Stored data:
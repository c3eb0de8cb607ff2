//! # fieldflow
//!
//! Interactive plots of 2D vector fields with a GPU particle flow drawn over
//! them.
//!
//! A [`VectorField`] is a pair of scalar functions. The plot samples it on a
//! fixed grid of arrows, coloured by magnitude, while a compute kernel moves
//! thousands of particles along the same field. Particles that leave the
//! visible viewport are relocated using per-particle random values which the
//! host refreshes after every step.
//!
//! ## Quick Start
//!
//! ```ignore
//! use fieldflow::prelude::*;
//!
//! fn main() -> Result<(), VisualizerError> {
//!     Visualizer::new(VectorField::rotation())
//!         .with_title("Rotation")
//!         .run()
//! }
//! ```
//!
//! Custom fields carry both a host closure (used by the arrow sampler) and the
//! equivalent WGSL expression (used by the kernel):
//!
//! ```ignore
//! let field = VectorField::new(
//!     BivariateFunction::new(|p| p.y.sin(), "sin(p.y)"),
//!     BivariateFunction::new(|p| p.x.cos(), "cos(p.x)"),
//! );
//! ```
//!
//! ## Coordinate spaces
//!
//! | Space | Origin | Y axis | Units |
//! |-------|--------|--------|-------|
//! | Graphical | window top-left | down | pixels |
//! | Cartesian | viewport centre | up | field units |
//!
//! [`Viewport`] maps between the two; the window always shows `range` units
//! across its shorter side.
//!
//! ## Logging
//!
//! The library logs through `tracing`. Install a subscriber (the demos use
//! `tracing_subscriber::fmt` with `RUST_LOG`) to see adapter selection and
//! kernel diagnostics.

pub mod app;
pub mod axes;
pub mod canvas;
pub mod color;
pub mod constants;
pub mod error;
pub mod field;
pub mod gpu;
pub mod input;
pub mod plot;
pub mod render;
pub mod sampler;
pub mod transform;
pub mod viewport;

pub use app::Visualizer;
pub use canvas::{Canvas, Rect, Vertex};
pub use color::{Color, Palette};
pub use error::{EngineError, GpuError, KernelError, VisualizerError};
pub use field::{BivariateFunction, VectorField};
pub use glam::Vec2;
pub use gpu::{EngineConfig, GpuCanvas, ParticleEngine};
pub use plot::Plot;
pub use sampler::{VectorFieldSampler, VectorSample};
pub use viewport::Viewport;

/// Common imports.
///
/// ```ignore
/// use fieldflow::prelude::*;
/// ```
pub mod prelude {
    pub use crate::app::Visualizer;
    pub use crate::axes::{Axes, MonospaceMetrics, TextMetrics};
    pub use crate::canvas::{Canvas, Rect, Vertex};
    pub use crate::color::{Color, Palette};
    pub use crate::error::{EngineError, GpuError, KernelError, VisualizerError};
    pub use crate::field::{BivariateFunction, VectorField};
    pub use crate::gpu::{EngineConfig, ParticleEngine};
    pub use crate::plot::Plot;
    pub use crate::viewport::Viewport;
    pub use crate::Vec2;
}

...

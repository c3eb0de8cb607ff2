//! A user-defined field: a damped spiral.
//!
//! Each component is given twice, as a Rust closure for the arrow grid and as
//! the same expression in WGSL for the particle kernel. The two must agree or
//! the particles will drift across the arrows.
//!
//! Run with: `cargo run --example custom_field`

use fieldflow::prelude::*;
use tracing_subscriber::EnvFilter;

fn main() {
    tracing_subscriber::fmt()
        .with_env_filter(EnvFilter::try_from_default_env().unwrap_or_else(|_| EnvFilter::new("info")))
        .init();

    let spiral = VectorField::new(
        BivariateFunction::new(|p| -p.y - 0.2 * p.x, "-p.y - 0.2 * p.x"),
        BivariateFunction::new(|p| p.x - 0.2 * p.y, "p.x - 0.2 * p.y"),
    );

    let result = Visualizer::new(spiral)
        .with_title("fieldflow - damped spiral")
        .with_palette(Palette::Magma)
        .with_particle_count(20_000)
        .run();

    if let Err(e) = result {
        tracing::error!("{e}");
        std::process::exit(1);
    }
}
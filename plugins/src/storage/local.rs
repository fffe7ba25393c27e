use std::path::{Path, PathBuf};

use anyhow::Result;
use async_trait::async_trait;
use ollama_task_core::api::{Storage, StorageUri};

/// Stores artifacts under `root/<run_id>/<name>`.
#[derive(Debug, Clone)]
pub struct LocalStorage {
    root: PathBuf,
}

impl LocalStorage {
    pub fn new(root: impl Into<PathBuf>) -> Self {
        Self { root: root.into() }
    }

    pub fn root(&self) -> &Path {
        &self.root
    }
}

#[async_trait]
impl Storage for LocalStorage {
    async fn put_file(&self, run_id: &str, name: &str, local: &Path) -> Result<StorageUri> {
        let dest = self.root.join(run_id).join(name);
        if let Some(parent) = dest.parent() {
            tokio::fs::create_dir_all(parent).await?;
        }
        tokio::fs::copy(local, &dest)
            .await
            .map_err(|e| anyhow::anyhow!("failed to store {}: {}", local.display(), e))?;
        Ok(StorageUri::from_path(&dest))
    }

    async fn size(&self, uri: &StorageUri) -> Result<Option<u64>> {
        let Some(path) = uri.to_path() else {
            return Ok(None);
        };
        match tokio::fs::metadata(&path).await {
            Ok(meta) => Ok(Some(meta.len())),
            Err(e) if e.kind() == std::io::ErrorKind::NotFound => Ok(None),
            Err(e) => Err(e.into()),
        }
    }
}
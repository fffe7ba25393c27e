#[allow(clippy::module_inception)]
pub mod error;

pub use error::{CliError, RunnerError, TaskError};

* * *

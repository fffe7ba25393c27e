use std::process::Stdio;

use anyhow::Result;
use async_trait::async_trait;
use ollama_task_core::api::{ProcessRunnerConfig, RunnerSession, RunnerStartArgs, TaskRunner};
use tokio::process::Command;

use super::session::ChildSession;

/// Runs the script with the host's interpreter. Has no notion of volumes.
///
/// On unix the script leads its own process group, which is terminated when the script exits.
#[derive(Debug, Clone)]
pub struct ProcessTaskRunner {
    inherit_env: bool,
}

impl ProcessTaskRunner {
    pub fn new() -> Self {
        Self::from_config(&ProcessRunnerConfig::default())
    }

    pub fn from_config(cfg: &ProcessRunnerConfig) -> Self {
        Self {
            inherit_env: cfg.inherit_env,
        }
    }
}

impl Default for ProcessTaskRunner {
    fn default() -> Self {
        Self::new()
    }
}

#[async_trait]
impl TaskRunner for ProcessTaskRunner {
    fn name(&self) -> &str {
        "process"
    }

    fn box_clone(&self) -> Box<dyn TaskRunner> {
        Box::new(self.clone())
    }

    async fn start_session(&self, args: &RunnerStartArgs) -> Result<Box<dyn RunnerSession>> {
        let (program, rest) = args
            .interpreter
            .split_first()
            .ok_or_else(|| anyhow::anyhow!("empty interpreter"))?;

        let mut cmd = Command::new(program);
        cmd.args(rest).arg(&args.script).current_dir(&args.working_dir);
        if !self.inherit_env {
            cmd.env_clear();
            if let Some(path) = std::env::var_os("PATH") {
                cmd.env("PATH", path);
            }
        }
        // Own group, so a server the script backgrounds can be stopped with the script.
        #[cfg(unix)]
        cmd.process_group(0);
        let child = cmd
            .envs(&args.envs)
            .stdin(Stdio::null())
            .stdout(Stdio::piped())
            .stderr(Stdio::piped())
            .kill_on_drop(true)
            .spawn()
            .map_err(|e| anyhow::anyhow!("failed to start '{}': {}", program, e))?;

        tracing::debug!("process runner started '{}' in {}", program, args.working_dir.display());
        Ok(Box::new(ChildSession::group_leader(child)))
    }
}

What you will do: Where a line in the material above holds "window", copy that line.

Written response:
//! | Graphical | window top-left | down | pixels |
//! [`Viewport`] maps between the two; the window always shows `range` units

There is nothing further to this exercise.